>>>

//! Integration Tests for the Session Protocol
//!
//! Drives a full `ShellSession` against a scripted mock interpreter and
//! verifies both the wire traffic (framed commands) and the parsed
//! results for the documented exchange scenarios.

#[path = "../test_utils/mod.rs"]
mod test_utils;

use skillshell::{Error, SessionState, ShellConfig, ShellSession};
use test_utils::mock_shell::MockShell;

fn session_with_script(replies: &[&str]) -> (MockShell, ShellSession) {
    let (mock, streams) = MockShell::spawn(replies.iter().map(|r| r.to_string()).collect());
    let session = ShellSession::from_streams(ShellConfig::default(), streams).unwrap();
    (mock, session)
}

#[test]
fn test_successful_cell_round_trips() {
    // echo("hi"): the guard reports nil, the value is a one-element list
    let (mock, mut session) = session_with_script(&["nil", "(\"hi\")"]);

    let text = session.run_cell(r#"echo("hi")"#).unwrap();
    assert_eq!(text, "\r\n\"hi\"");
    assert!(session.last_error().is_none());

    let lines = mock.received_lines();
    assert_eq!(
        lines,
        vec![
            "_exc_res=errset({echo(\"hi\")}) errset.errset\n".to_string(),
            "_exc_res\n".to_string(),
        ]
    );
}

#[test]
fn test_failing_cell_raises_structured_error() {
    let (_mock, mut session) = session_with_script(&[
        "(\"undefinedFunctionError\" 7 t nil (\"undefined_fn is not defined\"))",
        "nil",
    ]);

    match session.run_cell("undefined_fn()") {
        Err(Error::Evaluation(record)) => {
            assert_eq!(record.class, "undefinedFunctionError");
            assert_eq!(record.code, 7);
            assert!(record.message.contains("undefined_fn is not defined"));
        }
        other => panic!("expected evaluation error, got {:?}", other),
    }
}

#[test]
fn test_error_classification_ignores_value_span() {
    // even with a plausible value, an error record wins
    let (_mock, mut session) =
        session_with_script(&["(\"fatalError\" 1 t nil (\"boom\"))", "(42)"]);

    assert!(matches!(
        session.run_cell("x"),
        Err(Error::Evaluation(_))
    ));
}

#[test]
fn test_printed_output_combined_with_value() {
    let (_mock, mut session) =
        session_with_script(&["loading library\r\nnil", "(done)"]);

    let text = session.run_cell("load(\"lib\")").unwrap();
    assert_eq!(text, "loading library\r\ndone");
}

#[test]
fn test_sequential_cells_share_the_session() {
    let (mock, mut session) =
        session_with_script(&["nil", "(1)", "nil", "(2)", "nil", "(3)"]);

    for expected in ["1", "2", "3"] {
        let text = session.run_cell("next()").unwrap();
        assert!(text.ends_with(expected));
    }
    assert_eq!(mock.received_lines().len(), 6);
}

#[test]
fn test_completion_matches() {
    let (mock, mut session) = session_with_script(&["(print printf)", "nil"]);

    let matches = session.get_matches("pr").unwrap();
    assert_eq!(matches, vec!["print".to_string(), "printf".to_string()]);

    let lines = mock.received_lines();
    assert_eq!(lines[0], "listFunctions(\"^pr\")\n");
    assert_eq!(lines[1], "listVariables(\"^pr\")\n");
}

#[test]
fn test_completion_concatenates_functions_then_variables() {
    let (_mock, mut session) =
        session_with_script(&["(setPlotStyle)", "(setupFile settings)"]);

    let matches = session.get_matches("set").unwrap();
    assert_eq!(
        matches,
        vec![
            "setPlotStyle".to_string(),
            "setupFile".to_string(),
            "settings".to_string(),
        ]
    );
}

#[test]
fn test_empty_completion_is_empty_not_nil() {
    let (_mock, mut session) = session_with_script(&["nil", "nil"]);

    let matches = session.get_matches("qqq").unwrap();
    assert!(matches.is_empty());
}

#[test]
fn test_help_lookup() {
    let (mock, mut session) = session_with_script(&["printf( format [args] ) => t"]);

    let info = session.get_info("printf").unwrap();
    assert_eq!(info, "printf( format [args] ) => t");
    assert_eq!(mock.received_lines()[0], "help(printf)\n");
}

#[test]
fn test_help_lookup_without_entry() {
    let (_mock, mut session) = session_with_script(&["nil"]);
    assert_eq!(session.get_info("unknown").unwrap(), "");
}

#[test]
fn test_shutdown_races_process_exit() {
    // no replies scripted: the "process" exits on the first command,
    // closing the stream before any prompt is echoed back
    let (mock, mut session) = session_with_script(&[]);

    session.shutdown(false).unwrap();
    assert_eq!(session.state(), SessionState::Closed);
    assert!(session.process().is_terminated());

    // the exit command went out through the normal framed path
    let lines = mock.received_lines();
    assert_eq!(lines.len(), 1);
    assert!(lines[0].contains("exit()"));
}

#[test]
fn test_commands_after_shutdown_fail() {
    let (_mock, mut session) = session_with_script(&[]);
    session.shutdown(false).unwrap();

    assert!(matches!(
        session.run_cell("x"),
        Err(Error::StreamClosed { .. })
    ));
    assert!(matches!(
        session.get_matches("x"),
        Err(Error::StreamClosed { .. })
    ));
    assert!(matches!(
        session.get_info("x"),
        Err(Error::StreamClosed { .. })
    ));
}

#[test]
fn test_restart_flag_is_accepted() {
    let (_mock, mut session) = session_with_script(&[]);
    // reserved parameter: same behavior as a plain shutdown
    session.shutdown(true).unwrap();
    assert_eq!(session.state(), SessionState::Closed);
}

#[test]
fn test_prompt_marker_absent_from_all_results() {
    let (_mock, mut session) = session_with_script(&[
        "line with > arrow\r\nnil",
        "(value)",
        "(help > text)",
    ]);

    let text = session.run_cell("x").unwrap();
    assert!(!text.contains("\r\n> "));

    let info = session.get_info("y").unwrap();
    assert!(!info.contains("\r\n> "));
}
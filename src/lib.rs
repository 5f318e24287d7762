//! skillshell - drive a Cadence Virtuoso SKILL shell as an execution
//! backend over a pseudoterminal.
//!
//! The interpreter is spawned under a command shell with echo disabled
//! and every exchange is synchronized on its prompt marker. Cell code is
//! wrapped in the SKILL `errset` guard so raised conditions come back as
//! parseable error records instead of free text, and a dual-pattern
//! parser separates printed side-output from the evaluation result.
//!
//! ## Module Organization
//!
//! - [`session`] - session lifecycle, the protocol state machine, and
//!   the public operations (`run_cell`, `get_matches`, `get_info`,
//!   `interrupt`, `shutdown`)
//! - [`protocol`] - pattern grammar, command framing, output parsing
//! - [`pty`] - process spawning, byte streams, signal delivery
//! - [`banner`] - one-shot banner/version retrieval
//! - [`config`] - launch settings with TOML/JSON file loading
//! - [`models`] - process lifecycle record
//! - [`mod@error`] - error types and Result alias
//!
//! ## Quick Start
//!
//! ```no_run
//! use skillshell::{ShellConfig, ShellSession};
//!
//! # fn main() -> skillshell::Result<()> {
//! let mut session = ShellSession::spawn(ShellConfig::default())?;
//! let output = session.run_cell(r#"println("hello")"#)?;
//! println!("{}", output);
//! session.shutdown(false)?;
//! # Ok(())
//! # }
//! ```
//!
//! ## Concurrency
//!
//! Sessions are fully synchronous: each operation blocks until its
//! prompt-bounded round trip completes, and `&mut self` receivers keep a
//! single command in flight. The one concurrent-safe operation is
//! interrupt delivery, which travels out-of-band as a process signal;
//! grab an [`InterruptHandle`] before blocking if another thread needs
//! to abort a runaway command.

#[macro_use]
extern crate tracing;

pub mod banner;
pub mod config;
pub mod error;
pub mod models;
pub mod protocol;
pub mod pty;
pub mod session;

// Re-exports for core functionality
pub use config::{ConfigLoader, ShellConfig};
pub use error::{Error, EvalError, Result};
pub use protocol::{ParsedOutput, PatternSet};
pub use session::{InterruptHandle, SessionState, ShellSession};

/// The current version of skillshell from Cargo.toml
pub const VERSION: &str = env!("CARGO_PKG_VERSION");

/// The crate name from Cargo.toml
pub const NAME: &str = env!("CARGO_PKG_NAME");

<<<

How to complete this task: From the listing above, extract every line exactly as it stands.

Completed exercise:
//! Integration Tests for the Session Protocol
//!
//! Drives a full `ShellSession` against a scripted mock interpreter and
//! verifies both the wire traffic (framed commands) and the parsed
//! results for the documented exchange scenarios.

#[path = "../test_utils/mod.rs"]
mod test_utils;

use skillshell::{Error, SessionState, ShellConfig, ShellSession};
use test_utils::mock_shell::MockShell;

fn session_with_script(replies: &[&str]) -> (MockShell, ShellSession) {
    let (mock, streams) = MockShell::spawn(replies.iter().map(|r| r.to_string()).collect());
    let session = ShellSession::from_streams(ShellConfig::default(), streams).unwrap();
    (mock, session)
}

#[test]
fn test_successful_cell_round_trips() {
    // echo("hi"): the guard reports nil, the value is a one-element list
    let (mock, mut session) = session_with_script(&["nil", "(\"hi\")"]);

    let text = session.run_cell(r#"echo("hi")"#).unwrap();
    assert_eq!(text, "\r\n\"hi\"");
    assert!(session.last_error().is_none());

    let lines = mock.received_lines();
    assert_eq!(
        lines,
        vec![
            "_exc_res=errset({echo(\"hi\")}) errset.errset\n".to_string(),
            "_exc_res\n".to_string(),
        ]
    );
}

#[test]
fn test_failing_cell_raises_structured_error() {
    let (_mock, mut session) = session_with_script(&[
        "(\"undefinedFunctionError\" 7 t nil (\"undefined_fn is not defined\"))",
        "nil",
    ]);

    match session.run_cell("undefined_fn()") {
        Err(Error::Evaluation(record)) => {
            assert_eq!(record.class, "undefinedFunctionError");
            assert_eq!(record.code, 7);
            assert!(record.message.contains("undefined_fn is not defined"));
        }
        other => panic!("expected evaluation error, got {:?}", other),
    }
}

#[test]
fn test_error_classification_ignores_value_span() {
    // even with a plausible value, an error record wins
    let (_mock, mut session) =
        session_with_script(&["(\"fatalError\" 1 t nil (\"boom\"))", "(42)"]);

    assert!(matches!(
        session.run_cell("x"),
        Err(Error::Evaluation(_))
    ));
}

#[test]
fn test_printed_output_combined_with_value() {
    let (_mock, mut session) =
        session_with_script(&["loading library\r\nnil", "(done)"]);

    let text = session.run_cell("load(\"lib\")").unwrap();
    assert_eq!(text, "loading library\r\ndone");
}

#[test]
fn test_sequential_cells_share_the_session() {
    let (mock, mut session) =
        session_with_script(&["nil", "(1)", "nil", "(2)", "nil", "(3)"]);

    for expected in ["1", "2", "3"] {
        let text = session.run_cell("next()").unwrap();
        assert!(text.ends_with(expected));
    }
    assert_eq!(mock.received_lines().len(), 6);
}

#[test]
fn test_completion_matches() {
    let (mock, mut session) = session_with_script(&["(print printf)", "nil"]);

    let matches = session.get_matches("pr").unwrap();
    assert_eq!(matches, vec!["print".to_string(), "printf".to_string()]);

    let lines = mock.received_lines();
    assert_eq!(lines[0], "listFunctions(\"^pr\")\n");
    assert_eq!(lines[1], "listVariables(\"^pr\")\n");
}

#[test]
fn test_completion_concatenates_functions_then_variables() {
    let (_mock, mut session) =
        session_with_script(&["(setPlotStyle)", "(setupFile settings)"]);

    let matches = session.get_matches("set").unwrap();
    assert_eq!(
        matches,
        vec![
            "setPlotStyle".to_string(),
            "setupFile".to_string(),
            "settings".to_string(),
        ]
    );
}

#[test]
fn test_empty_completion_is_empty_not_nil() {
    let (_mock, mut session) = session_with_script(&["nil", "nil"]);

    let matches = session.get_matches("qqq").unwrap();
    assert!(matches.is_empty());
}

#[test]
fn test_help_lookup() {
    let (mock, mut session) = session_with_script(&["printf( format [args] ) => t"]);

    let info = session.get_info("printf").unwrap();
    assert_eq!(info, "printf( format [args] ) => t");
    assert_eq!(mock.received_lines()[0], "help(printf)\n");
}

#[test]
fn test_help_lookup_without_entry() {
    let (_mock, mut session) = session_with_script(&["nil"]);
    assert_eq!(session.get_info("unknown").unwrap(), "");
}

#[test]
fn test_shutdown_races_process_exit() {
    // no replies scripted: the "process" exits on the first command,
    // closing the stream before any prompt is echoed back
    let (mock, mut session) = session_with_script(&[]);

    session.shutdown(false).unwrap();
    assert_eq!(session.state(), SessionState::Closed);
    assert!(session.process().is_terminated());

    // the exit command went out through the normal framed path
    let lines = mock.received_lines();
    assert_eq!(lines.len(), 1);
    assert!(lines[0].contains("exit()"));
}

#[test]
fn test_commands_after_shutdown_fail() {
    let (_mock, mut session) = session_with_script(&[]);
    session.shutdown(false).unwrap();

    assert!(matches!(
        session.run_cell("x"),
        Err(Error::StreamClosed { .. })
    ));
    assert!(matches!(
        session.get_matches("x"),
        Err(Error::StreamClosed { .. })
    ));
    assert!(matches!(
        session.get_info("x"),
        Err(Error::StreamClosed { .. })
    ));
}

#[test]
fn test_restart_flag_is_accepted() {
    let (_mock, mut session) = session_with_script(&[]);
    // reserved parameter: same behavior as a plain shutdown
    session.shutdown(true).unwrap();
    assert_eq!(session.state(), SessionState::Closed);
}

#[test]
fn test_prompt_marker_absent_from_all_results() {
    let (_mock, mut session) = session_with_script(&[
        "line with > arrow\r\nnil",
        "(value)",
        "(help > text)",
    ]);

    let text = session.run_cell("x").unwrap();
    assert!(!text.contains("\r\n> "));

    let info = session.get_info("y").unwrap();
    assert!(!info.contains("\r\n> "));
}
filename src/lib.rs
repository 5f318e24287d7762
//! skillshell - drive a Cadence Virtuoso SKILL shell as an execution
//! backend over a pseudoterminal.
//!
//! The interpreter is spawned under a command shell with echo disabled
//! and every exchange is synchronized on its prompt marker. Cell code is
//! wrapped in the SKILL `errset` guard so raised conditions come back as
//! parseable error records instead of free text, and a dual-pattern
//! parser separates printed side-output from the evaluation result.
//!
//! ## Module Organization
//!
//! - [`session`] - session lifecycle, the protocol state machine, and
//!   the public operations (`run_cell`, `get_matches`, `get_info`,
//!   `interrupt`, `shutdown`)
//! - [`protocol`] - pattern grammar, command framing, output parsing
//! - [`pty`] - process spawning, byte streams, signal delivery
//! - [`banner`] - one-shot banner/version retrieval
//! - [`config`] - launch settings with TOML/JSON file loading
//! - [`models`] - process lifecycle record
//! - [`mod@error`] - error types and Result alias
//!
//! ## Quick Start
//!
//! ```no_run
//! use skillshell::{ShellConfig, ShellSession};
//!
//! # fn main() -> skillshell::Result<()> {
//! let mut session = ShellSession::spawn(ShellConfig::default())?;
//! let output = session.run_cell(r#"println("hello")"#)?;
//! println!("{}", output);
//! session.shutdown(false)?;
//! # Ok(())
//! # }
//! ```
//!
//! ## Concurrency
//!
//! Sessions are fully synchronous: each operation blocks until its
//! prompt-bounded round trip completes, and `&mut self` receivers keep a
//! single command in flight. The one concurrent-safe operation is
//! interrupt delivery, which travels out-of-band as a process signal;
//! grab an [`InterruptHandle`] before blocking if another thread needs
//! to abort a runaway command.

#[macro_use]
extern crate tracing;

pub mod banner;
pub mod config;
pub mod error;
pub mod models;
pub mod protocol;
pub mod pty;
pub mod session;

// Re-exports for core functionality
pub use config::{ConfigLoader, ShellConfig};
pub use error::{Error, EvalError, Result};
pub use protocol::{ParsedOutput, PatternSet};
pub use session::{InterruptHandle, SessionState, ShellSession};

/// The current version of skillshell from Cargo.toml
pub const VERSION: &str = env!("CARGO_PKG_VERSION");

/// The crate name from Cargo.toml
pub const NAME: &str = env!("CARGO_PKG_NAME");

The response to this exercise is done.